As a consequence, contributor relationships that were not formally registered as proposers or co-proposers may remain partially undiscoverable within the scope of practical manual research workflows.
This methodology therefore prioritizes:
- Reproducibility
- Evidentiary reliability
- Metadata-based attribution
- Practical research scalability
Over exhaustive contributor graph reconstruction.
5. Supplementary Reconciliation Dataset Creation
Instead of directly modifying the existing ETL pipeline, this activity will generate a separate supplementary reconciliation dataset.

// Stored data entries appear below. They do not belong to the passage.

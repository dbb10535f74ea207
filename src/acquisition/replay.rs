//! Voltage trace replay source
//!
//! Plays back a newline-delimited file of raw ADC voltages captured from a
//! real deployment. The trace plays exactly once; exhausting it yields
//! [`SampleEvent::Eof`], which the acquisition loop treats as a clean stop
//! with a final flush. Pacing still comes from the loop's sample-rate
//! sleeps.

use std::path::Path;

use super::{AcquisitionError, SampleEvent, SensorSource};

/// Replays a captured voltage trace from a file, once through.
pub struct ReplaySource {
    trace: Vec<f64>,
    position: usize,
    reference_voltage: f64,
    name: String,
}

impl ReplaySource {
    /// Load a trace file: one voltage per line, blank lines and `#`
    /// comments skipped. Fails if the file is unreadable, contains an
    /// unparseable line, or holds no samples at all.
    pub fn from_file(path: &Path, reference_voltage: f64) -> Result<Self, AcquisitionError> {
        let contents = std::fs::read_to_string(path)?;
        let mut trace = Vec::new();
        for (lineno, line) in contents.lines().enumerate() {
            let line = line.trim();
            if line.is_empty() || line.starts_with('#') {
                continue;
            }
            let v: f64 = line.parse().map_err(|_| {
                AcquisitionError::ReadFailed(format!(
                    "unparseable voltage at {}:{}: '{line}'",
                    path.display(),
                    lineno + 1
                ))
            })?;
            trace.push(v);
        }
        if trace.is_empty() {
            return Err(AcquisitionError::ReadFailed(format!(
                "trace file {} contains no samples",
                path.display()
            )));
        }
        Ok(Self {
            trace,
            position: 0,
            reference_voltage,
            name: format!("replay:{}", path.display()),
        })
    }
}

impl SensorSource for ReplaySource {
    fn sample(&mut self) -> Result<SampleEvent, AcquisitionError> {
        let Some(&v) = self.trace.get(self.position) else {
            return Ok(SampleEvent::Eof);
        };
        self.position += 1;
        // A captured out-of-range value replays as the hardware fault it was.
        if !v.is_finite() || v < 0.0 || v > self.reference_voltage {
            return Err(AcquisitionError::OutOfRange {
                value: v,
                reference: self.reference_voltage,
            });
        }
        Ok(SampleEvent::Sample(v))
    }

    fn source_name(&self) -> &str {
        &self.name
    }
}

#[cfg(test)]
mod tests {
    use super::*;
    use std::io::Write;

    fn trace_file(contents: &str) -> tempfile::NamedTempFile {
        let mut f = tempfile::NamedTempFile::new().unwrap();
        f.write_all(contents.as_bytes()).unwrap();
        f
    }

    #[test]
    fn replays_once_then_reports_eof() {
        let f = trace_file("0.5\n1.0\n# comment\n\n1.5\n");
        let mut src = ReplaySource::from_file(f.path(), 3.3).unwrap();
        assert_eq!(src.sample().unwrap(), SampleEvent::Sample(0.5));
        assert_eq!(src.sample().unwrap(), SampleEvent::Sample(1.0));
        assert_eq!(src.sample().unwrap(), SampleEvent::Sample(1.5));
        assert_eq!(src.sample().unwrap(), SampleEvent::Eof);
        assert_eq!(src.sample().unwrap(), SampleEvent::Eof);
    }

    #[test]
    fn out_of_range_sample_is_a_hardware_fault() {
        let f = trace_file("5.0\n");
        let mut src = ReplaySource::from_file(f.path(), 3.3).unwrap();
        assert!(matches!(
            src.sample(),
            Err(AcquisitionError::OutOfRange { .. })
        ));
    }

    #[test]
    fn empty_trace_is_rejected() {
        let f = trace_file("# nothing here\n");
        assert!(ReplaySource::from_file(f.path(), 3.3).is_err());
    }
}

This approach avoids interfering with the current Python-based data architecture while still producing structured outputs that can later be:
- Reviewed
- Validated
- Incorporated Into the Dashboard
- Used for Future ETL Refinement
- Used as a Manual Enrichment Layer
The dataset may contain:
- Canonical Entity Names
- Historical Proposer Aliases
- Historical Proposal Titles
- Funding Source
- Funding Status
- Delivery Status
- Proposal URLs
- Evidence References
- Attribution Confidence
- Reconciliation Notes
Potential formats may include:
- CSV
- JSON
- Markdown-based reporting
Supplementary Reconciliation Dataset
If direct technical integration into the dashboard is not feasible within the available timeframe, the spreadsheet will remain the interim source of truth for the supplementary reconciliation dataset, ensuring that the research remains accessible, reviewable, and usable even before full dashboard integration.
Public working dataset:
The spreadsheet acts as the operational reconciliation workspace and may contain manually identified proposer mappings, historical proposal references, attribution notes, reconciliation observations, and track record validation data collected during the research process.
Expected Outcome
The expected outcome is the creation of a complementary human-assisted governance reconciliation layer capable of improving the accuracy and completeness of proposer track record information available to Cardano governance participants.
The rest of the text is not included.